RECORDS TO USE: Begin
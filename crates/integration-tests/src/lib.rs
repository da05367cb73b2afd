//! Integration tests for DDH Masale.
//!
//! The tests run the storefront and admin crates end to end over the
//! in-process [`MemoryBackend`], so they need no network or database.
//!
//! # Running Tests
//!
//! ```bash
//! cargo test -p ddh-masale-integration-tests
//! ```
//!
//! # Test Categories
//!
//! - `quote_workflow` - Quote requests from product selection to storage
//! - `admin_console` - Product, quote and settings management
//! - `repository_bootstrap` - Seeding and fail-open reads
//! - `migration` - Legacy local-storage import

#![cfg_attr(not(test), forbid(unsafe_code))]

use ddh_masale_core::{Email, Role};
use ddh_masale_storefront::AppState;
use ddh_masale_storefront::backend::MemoryBackend;

pub const ADMIN_EMAIL: &str = "owner@ddhmasale.com";
pub const BUYER_EMAIL: &str = "buyer@asha-traders.in";
pub const PASSWORD: &str = "correct-horse";

/// State over a fresh backend with one admin and one customer account.
///
/// # Panics
///
/// Panics if the fixture emails fail to parse.
#[must_use]
#[allow(clippy::unwrap_used)]
pub fn fixture() -> (MemoryBackend, AppState<MemoryBackend>) {
    let backend = MemoryBackend::new();
    backend.add_account(&Email::parse(ADMIN_EMAIL).unwrap(), PASSWORD, Some(Role::Admin));
    backend.add_account(&Email::parse(BUYER_EMAIL).unwrap(), PASSWORD, None);
    let state = AppState::new(backend.clone(), None, None);
    (backend, state)
}
//! Legacy data migration command.

use std::path::Path;

use tracing::info;

use ddh_masale_storefront::backend::SupabaseClient;
use ddh_masale_storefront::services::migration::{EntityReport, LegacySnapshot, migrate};
use ddh_masale_storefront::{AppError, AppState};

use super::{CommandError, sign_in_admin};

/// Import a local-storage export into the backend.
///
/// # Arguments
///
/// * `file_path` - Path to a JSON object with `ddh_products_v2` and
///   `ddh_quotes_v2` keys
///
/// # Errors
///
/// Returns an error if the file cannot be read or parsed, admin sign-in
/// fails, or existing rows cannot be listed. Individual rows that fail are
/// reported, not returned as errors.
pub async fn legacy(state: &AppState<SupabaseClient>, file_path: &str) -> Result<(), CommandError> {
    let path = Path::new(file_path);
    if !path.exists() {
        return Err(CommandError::InvalidArgument(format!(
            "File not found: {file_path}"
        )));
    }

    info!(path = %file_path, "Loading legacy export");
    let content = tokio::fs::read_to_string(path).await?;
    let snapshot = LegacySnapshot::from_json(&content)?;

    sign_in_admin(state).await?;
    let report = migrate(state.backend(), &snapshot)
        .await
        .map_err(AppError::from)?;

    print_report("products", &report.products);
    print_report("quotes", &report.quotes);

    state.auth().sign_out().await.map_err(AppError::from)?;
    Ok(())
}

#[allow(clippy::print_stdout)]
fn print_report(kind: &str, report: &EntityReport) {
    println!(
        "{kind}: {} imported, {} skipped, {} failed",
        report.imported,
        report.skipped,
        report.failed.len()
    );
    for failure in &report.failed {
        println!(
            "  - {}: {}",
            failure.id.as_deref().unwrap_or("<no id>"),
            failure.reason
        );
    }
}
// =============================================================================
// Table API
// =============================================================================

impl RemoteStore for MemoryBackend {
    async fn select(&self, table: &str, query: &Query) -> Result<Vec<Value>, BackendError> {
        // Suspend once like a network round trip, so concurrent loads interleave.
        tokio::task::yield_now().await;
        self.check_read()?;
        let state = self.state();
        let rows = state.tables.get(table).map(Vec::as_slice).unwrap_or_default();

        let mut selected: Vec<Value> = rows
            .iter()
            .filter(|row| matches(row, query.filters()))
            .cloned()
            .collect();

        match query.ordering() {
            Some((column, Order::Asc)) => {
                selected.sort_by(|a, b| compare(a.get(column), b.get(column)));
            }
            Some((column, Order::Desc)) => {
                // Later inserts win ties.
                selected.reverse();
                selected.sort_by(|a, b| compare(b.get(column), a.get(column)));
            }
            None => {}
        }

        if let Some(limit) = query.max_rows() {
            selected.truncate(limit);
        }

        Ok(selected)
    }

    async fn insert(&self, table: &str, rows: Vec<Value>) -> Result<Vec<Value>, BackendError> {
        self.check_write()?;
        let mut state = self.state();
        let existing = state.tables.entry(table.to_owned()).or_default();

        for (i, row) in rows.iter().enumerate() {
            let Some(id) = row_id(row) else { continue };
            let clashes_existing = existing.iter().any(|r| row_id(r) == Some(id));
            let clashes_batch = rows.iter().take(i).any(|r| row_id(r) == Some(id));
            if clashes_existing || clashes_batch {
                return Err(rejected(
                    409,
                    "23505",
                    &format!("duplicate key value violates unique constraint \"{table}_pkey\""),
                ));
            }
        }

        existing.extend(rows.iter().cloned());
        drop(state);
        self.record_write();
        Ok(rows)
    }

    async fn update(
        &self,
        table: &str,
        query: &Query,
        patch: Value,
    ) -> Result<Vec<Value>, BackendError> {
        self.check_write()?;
        let mut state = self.state();
        let mut updated = Vec::new();

        if let Some(rows) = state.tables.get_mut(table) {
            for row in rows.iter_mut().filter(|row| matches(row, query.filters())) {
                merge(row, &patch);
                updated.push(row.clone());
            }
        }

        drop(state);
        self.record_write();
        Ok(updated)
    }

    async fn upsert(&self, table: &str, rows: Vec<Value>) -> Result<Vec<Value>, BackendError> {
        self.check_write()?;
        let mut state = self.state();
        let existing = state.tables.entry(table.to_owned()).or_default();
        let mut stored = Vec::with_capacity(rows.len());

        for row in rows {
            let position = row_id(&row)
                .and_then(|id| existing.iter().position(|r| row_id(r) == Some(id)));
            match position.and_then(|i| existing.get_mut(i)) {
                Some(current) => {
                    merge(current, &row);
                    stored.push(current.clone());
                }
                None => {
                    existing.push(row.clone());
                    stored.push(row);
                }
            }
        }

        drop(state);
        self.record_write();
        Ok(stored)
    }

    async fn delete(&self, table: &str, query: &Query) -> Result<usize, BackendError> {
        self.check_write()?;
        let mut state = self.state();
        let removed = state.tables.get_mut(table).map_or(0, |rows| {
            let before = rows.len();
            rows.retain(|row| !matches(row, query.filters()));
            before - rows.len()
        });

        drop(state);
        self.record_write();
        Ok(removed)
    }
}

// =============================================================================
// Identity API
// =============================================================================

impl AuthBackend for MemoryBackend {
    async fn sign_up(
        &self,
        email: &Email,
        password: &SecretString,
    ) -> Result<SignUpOutcome, BackendError> {
        self.check_online()?;
        let password = password.expose_secret();
        if password.chars().count() < MIN_PASSWORD_LENGTH {
            return Err(rejected(
                422,
                "weak_password",
                &format!("Password should be at least {MIN_PASSWORD_LENGTH} characters."),
            ));
        }

        let key = email.as_str().to_lowercase();
        let confirmed = !self.inner.require_confirmation.load(AtomicOrdering::SeqCst);
        let mut state = self.state();
        if state.accounts.contains_key(&key) {
            return Err(rejected(422, "user_already_exists", "User already registered"));
        }

        let account = Account {
            id: UserId::generate(),
            email: email.clone(),
            password: password.to_owned(),
            role: None,
            confirmed,
        };
        let user = account.remote_user();
        state.accounts.insert(key.clone(), account);

        if !confirmed {
            return Ok(SignUpOutcome::ConfirmationPending(user));
        }

        Self::open_session(&mut state, &key)
            .map(SignUpOutcome::SignedIn)
            .ok_or_else(|| BackendError::Malformed("account vanished during sign-up".to_owned()))
    }

    async fn sign_in_with_password(
        &self,
        email: &Email,
        password: &SecretString,
    ) -> Result<AuthSession, BackendError> {
        self.check_online()?;
        let key = email.as_str().to_lowercase();
        let mut state = self.state();

        let account = state
            .accounts
            .get(&key)
            .ok_or_else(|| rejected(400, "user_not_found", "User not found"))?;
        if account.password.is_empty() || account.password != password.expose_secret() {
            return Err(rejected(400, "invalid_credentials", "Invalid login credentials"));
        }
        if !account.confirmed {
            return Err(rejected(400, "email_not_confirmed", "Email not confirmed"));
        }

        Self::open_session(&mut state, &key)
            .ok_or_else(|| BackendError::Malformed("account vanished during sign-in".to_owned()))
    }

    fn authorize_url(
        &self,
        provider: OAuthProvider,
        redirect_to: Option<&str>,
    ) -> Result<Url, BackendError> {
        let mut url = Url::parse("http://localhost/auth/v1/authorize")?;
        {
            let mut pairs = url.query_pairs_mut();
            pairs.append_pair("provider", provider.as_str());
            if let Some(redirect) = redirect_to {
                pairs.append_pair("redirect_to", redirect);
            }
        }
        Ok(url)
    }

    async fn user_for_token(
        &self,
        access_token: &SecretString,
    ) -> Result<RemoteUser, BackendError> {
        self.check_online()?;
        let state = self.state();
        state
            .sessions
            .get(access_token.expose_secret())
            .and_then(|key| state.accounts.get(key))
            .map(Account::remote_user)
            .ok_or_else(|| rejected(401, "bad_jwt", "invalid JWT"))
    }

    async fn refresh_session(
        &self,
        refresh_token: &SecretString,
    ) -> Result<AuthSession, BackendError> {
        self.check_online()?;
        let mut state = self.state();
        let key = state
            .refresh_tokens
            .remove(refresh_token.expose_secret())
            .ok_or_else(|| rejected(400, "refresh_token_not_found", "Invalid Refresh Token"))?;

        Self::open_session(&mut state, &key)
            .ok_or_else(|| rejected(400, "user_not_found", "User not found"))
    }

    async fn sign_out(&self, access_token: &SecretString) -> Result<(), BackendError> {
        self.check_online()?;
        self.state().sessions.remove(access_token.expose_secret());
        Ok(())
    }

    async fn use_session_token(&self, token: Option<SecretString>) {
        self.state().bearer = token.map(|t| t.expose_secret().to_owned());
    }
}
//! Unified error handling with Sentry integration.
//!
//! Provides a unified `AppError` type for every user-initiated action. Storage
//! failures are captured to Sentry via [`AppError::report`] before being
//! surfaced.

use thiserror::Error;

use ddh_masale_core::QuoteStatus;

use crate::repository::RepositoryError;
use crate::services::auth::AuthError;

/// Input rejected locally, before any network call.
///
/// `Display` is the message shown to the user.
#[derive(Debug, Clone, PartialEq, Eq, Error)]
pub enum ValidationError {
    #[error("Please agree to be contacted to proceed with the quote request.")]
    ConsentRequired,

    #[error("Minimum order quantity is {moq} {unit}.")]
    BelowMinimumOrder { moq: u32, unit: String },

    #[error("Please fill in your {0}.")]
    MissingField(&'static str),

    #[error("Please enter a valid email address.")]
    InvalidEmail,

    #[error("Please provide a valid name and price.")]
    InvalidProduct,

    #[error("Minimum order quantity must be at least 1.")]
    InvalidMinimumOrder,

    #[error("Rating must be between 1 and 5.")]
    InvalidRating,

    #[error("Please write a comment.")]
    EmptyComment,

    #[error("A {from} quote cannot be marked {to}.")]
    InvalidTransition { from: QuoteStatus, to: QuoteStatus },

    #[error("No quote request is in progress.")]
    NoQuoteInProgress,
}

/// Application-level error type for the storefront.
#[derive(Debug, Error)]
pub enum AppError {
    /// Input rejected locally.
    #[error("Validation error: {0}")]
    Validation(#[from] ValidationError),

    /// Authentication operation failed.
    #[error("Auth error: {0}")]
    Auth(#[from] AuthError),

    /// Remote read or write failed.
    #[error("Persistence error: {0}")]
    Persistence(#[from] RepositoryError),

    /// Resource not found.
    #[error("Not found: {0}")]
    NotFound(String),

    /// Signed-in user lacks the required role.
    #[error("Forbidden: {0}")]
    Forbidden(String),
}

impl AppError {
    /// Message safe to show the user.
    #[must_use]
    pub fn user_message(&self) -> String {
        match self {
            Self::Validation(err) => err.to_string(),
            Self::Auth(err) => match err {
                AuthError::InvalidCredentials | AuthError::UserNotFound => {
                    "Invalid email or password".to_string()
                }
                AuthError::UserAlreadyExists => {
                    "An account with this email already exists".to_string()
                }
                AuthError::WeakPassword(msg) => msg.clone(),
                AuthError::InvalidEmail(_) => "Invalid email address".to_string(),
                AuthError::EmailNotConfirmed => {
                    "Please confirm your email address before signing in".to_string()
                }
                AuthError::Network(_) => {
                    "Could not reach the server. Please check your connection and try again."
                        .to_string()
                }
                AuthError::NotSignedIn => "Please sign in to continue".to_string(),
                AuthError::Rejected(_) => "Authentication failed".to_string(),
            },
            Self::Persistence(RepositoryError::NotFound(_)) | Self::NotFound(_) => {
                "The requested item no longer exists".to_string()
            }
            Self::Persistence(_) => "Could not save your changes. Please try again.".to_string(),
            Self::Forbidden(_) => "You do not have access to this area".to_string(),
        }
    }

    /// Whether repeating the same action may succeed.
    ///
    /// Backend rejections such as a row-level security 403 are permanent;
    /// only transient backend failures count.
    #[must_use]
    pub const fn is_retryable(&self) -> bool {
        match self {
            Self::Persistence(RepositoryError::Backend(err)) => err.is_transient(),
            Self::Auth(AuthError::Network(_)) => true,
            _ => false,
        }
    }

    /// Capture persistence failures to Sentry and log them.
    ///
    /// Validation and auth failures are expected user errors and are not
    /// reported.
    pub fn report(&self) {
        if matches!(self, Self::Persistence(_)) {
            let event_id = sentry::capture_error(self);
            tracing::error!(
                error = %self,
                sentry_event_id = %event_id,
                "Action failed"
            );
        }
    }
}

/// Set the Sentry user context from a user ID.
///
/// Call this after successful authentication to associate errors with users.
pub fn set_sentry_user(user_id: &impl ToString, email: Option<&str>) {
    sentry::configure_scope(|scope| {
        scope.set_user(Some(sentry::User {
            id: Some(user_id.to_string()),
            email: email.map(String::from),
            ..Default::default()
        }));
    });
}

/// Clear the Sentry user context.
///
/// Call this on sign-out to stop associating errors with the user.
pub fn clear_sentry_user() {
    sentry::configure_scope(|scope| {
        scope.set_user(None);
    });
}

/// Add a breadcrumb for user actions.
///
/// Breadcrumbs appear in Sentry error reports to show the trail of user actions
/// leading up to an error.
///
/// # Example
///
/// ```rust,ignore
/// add_breadcrumb("quote", "Opened quote form", Some(&[("product_id", "1")]));
/// ```
pub fn add_breadcrumb(category: &str, message: &str, data: Option<&[(&str, &str)]>) {
    let mut breadcrumb = sentry::Breadcrumb {
        category: Some(category.to_string()),
        message: Some(message.to_string()),
        level: sentry::Level::Info,
        ..Default::default()
    };

    if let Some(pairs) = data {
        for (key, value) in pairs {
            breadcrumb.data.insert(
                (*key).to_string(),
                serde_json::Value::String((*value).to_string()),
            );
        }
    }

    sentry::add_breadcrumb(breadcrumb);
}

#[cfg(test)]
mod tests {
    use super::*;
    use crate::backend::BackendError;

    #[test]
    fn test_app_error_display() {
        let err = AppError::NotFound("product-123".to_string());
        assert_eq!(err.to_string(), "Not found: product-123");

        let err = AppError::Forbidden("admin only".to_string());
        assert_eq!(err.to_string(), "Forbidden: admin only");
    }

    #[test]
    fn test_validation_messages() {
        assert_eq!(
            AppError::from(ValidationError::ConsentRequired).user_message(),
            "Please agree to be contacted to proceed with the quote request."
        );
        assert_eq!(
            AppError::from(ValidationError::InvalidProduct).user_message(),
            "Please provide a valid name and price."
        );
        assert_eq!(
            ValidationError::BelowMinimumOrder {
                moq: 50,
                unit: "kg".to_owned()
            }
            .to_string(),
            "Minimum order quantity is 50 kg."
        );
        assert_eq!(
            ValidationError::InvalidTransition {
                from: QuoteStatus::Closed,
                to: QuoteStatus::Responded
            }
            .to_string(),
            "A closed quote cannot be marked responded."
        );
    }

    #[test]
    fn test_retryable() {
        let write_failure = AppError::Persistence(RepositoryError::Backend(
            BackendError::Unavailable("down".to_owned()),
        ));
        assert!(write_failure.is_retryable());
        assert_eq!(
            write_failure.user_message(),
            "Could not save your changes. Please try again."
        );

        assert!(AppError::Auth(AuthError::Network("down".to_owned())).is_retryable());
        assert!(!AppError::from(ValidationError::ConsentRequired).is_retryable());
        assert!(!AppError::Persistence(RepositoryError::NotFound("x".to_owned())).is_retryable());
    }

    #[test]
    fn test_permanent_rejection_is_not_retryable() {
        let forbidden = AppError::Persistence(RepositoryError::Backend(BackendError::Rejected {
            status: 403,
            code: Some("42501".to_owned()),
            message: "new row violates row-level security policy".to_owned(),
        }));
        assert!(!forbidden.is_retryable());

        let server_error = AppError::Persistence(RepositoryError::Backend(BackendError::Rejected {
            status: 502,
            code: None,
            message: "Bad Gateway".to_owned(),
        }));
        assert!(server_error.is_retryable());

        let throttled =
            AppError::Persistence(RepositoryError::Backend(BackendError::RateLimited(60)));
        assert!(throttled.is_retryable());
    }

    #[test]
    fn test_auth_messages_do_not_leak_account_existence() {
        assert_eq!(
            AppError::Auth(AuthError::UserNotFound).user_message(),
            AppError::Auth(AuthError::InvalidCredentials).user_message()
        );
    }
}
RECORDS TO USE: End
● TASK ITEM:
Count each line of the material that includes "kind", and reply with only the count.

● RESULT OF THIS EXERCISE:
2